いよいよ3月13日から「ノーマスク」が解禁された。とはいえ、政府は「一斉にマスクを外せ」と言っているのではない。あくまで「着脱は個人の判断に任せる」というものである。
同日早朝、岸田文雄総理はノーマスクで颯爽と官邸に入った。そして待ち受けた記者団に、
「マスクの着脱は個人の判断に委ねることとなるが、個人の着脱を強制するものではない」
と言い放った。国会答弁以上によくわからないひと言である。要は「国民に丸投げ」としか聞こえない。
そんなわけで、首都圏における通勤ラッシュ時、電車の中は前日と変わらず、乗客のほぼ100%がマスクを着用していた。政府が満員電車では着用を推奨しているので、これは当然の結果なのかもしれない。
しかし、空いている時間帯でも同じだった。正午頃の都営地下鉄に都心部から乗ってみたのだが、1車両にノーマスク乗客は中年女性1人だけ。政府は三密を避け、高齢者施設や病院など重症化リスクの高い人が多い場所ではマスク着用を推奨している。空いている電車は外してもOKなのだが、社会部記者が言う。
「これまでマスクを着けてきた人の多くは、新型コロナの感染防止という科学的根拠があるからというより、他の人が着用しているからという消極的な理由が圧倒的多数でした。今はマスクを外す人が少ない中で、まだノーマスクでは白い目で見られそうだと思っているのでしょう。そのせいで、マスクを外したくても外せないのが実状です」
個人の判断も、激しい同調圧力の前には形なしである。
岸田総理の丸投げで無用なストレスを押しつけられたせいか、早くもトラブルが起きている。都内勤務の40代会社員は、こんな場面に遭遇したという。
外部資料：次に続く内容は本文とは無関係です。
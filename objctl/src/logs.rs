//! Logging configuration
//!
//! All diagnostics go to standard error so that command output on standard
//! output stays machine-readable.

use tracing_subscriber::{fmt, layer::SubscriberExt, util::SubscriberInitExt, EnvFilter};

use crate::errors::CliError;

/// Log level configuration
#[derive(Debug, Clone, Copy, Default, PartialEq, Eq)]
pub enum LogLevel {
    Trace,
    Debug,
    #[default]
    Info,
    Warn,
    Error,
}

impl LogLevel {
    pub fn to_filter_string(&self) -> &'static str {
        match self {
            LogLevel::Trace => "trace",
            LogLevel::Debug => "debug",
            LogLevel::Info => "info",
            LogLevel::Warn => "warn",
            LogLevel::Error => "error",
        }
    }
}

impl std::str::FromStr for LogLevel {
    type Err = String;

    fn from_str(s: &str) -> Result<Self, Self::Err> {
        match s.to_lowercase().as_str() {
            "trace" => Ok(LogLevel::Trace),
            "debug" => Ok(LogLevel::Debug),
            "info" => Ok(LogLevel::Info),
            "warn" | "warning" => Ok(LogLevel::Warn),
            "error" => Ok(LogLevel::Error),
            _ => Err(format!("Invalid log level: {}", s)),
        }
    }
}

impl serde::Serialize for LogLevel {
    fn serialize<S>(&self, serializer: S) -> Result<S::Ok, S::Error>
    where
        S: serde::Serializer,
    {
        serializer.serialize_str(self.to_filter_string())
    }
}

impl<'de> serde::Deserialize<'de> for LogLevel {
    fn deserialize<D>(deserializer: D) -> Result<Self, D::Error>
    where
        D: serde::Deserializer<'de>,
    {
        let s = String::deserialize(deserializer)?;
        s.parse().map_err(serde::de::Error::custom)
    }
}

/// Logging options
#[derive(Debug, Clone, Default)]
pub struct LogOptions {
    /// Log level
    pub log_level: LogLevel,

    /// Enable JSON format
    pub json_format: bool,
}

/// Initialize logging
///
/// `RUST_LOG` takes precedence over the configured level when it is set.
pub fn init_logging(options: LogOptions) -> Result<(), CliError> {
    let filter = EnvFilter::try_from_default_env()
        .unwrap_or_else(|_| EnvFilter::new(options.log_level.to_filter_string()));

    let subscriber = tracing_subscriber::registry().with(filter);

    if options.json_format {
        subscriber
            .with(fmt::layer().json().with_writer(std::io::stderr))
            .try_init()
            .map_err(|e| CliError::ConfigError(e.to_string()))?;
    } else {
        subscriber
            .with(
                fmt::layer()
                    .with_writer(std::io::stderr)
                    .with_target(false)
                    .without_time(),
            )
            .try_init()
            .map_err(|e| CliError::ConfigError(e.to_string()))?;
    }

    Ok(())
}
「我が社の喫煙所は入居しているビル2階にあるのですが、そこで昼飯時に口論が起きていました。13日から人数制限を撤廃したのですが、毎日使っている私らは、混んでいると喫煙所入り口で並びます。でも1階と地下1階にある飲食店の客にしてみると『入れるのに、なんで並ぶ?』となる。そのせいで、列の後方から『早く入れよ!』と怒鳴り声が飛んで…」
ストレス列島のトラブルは、しばらく続きそうだ。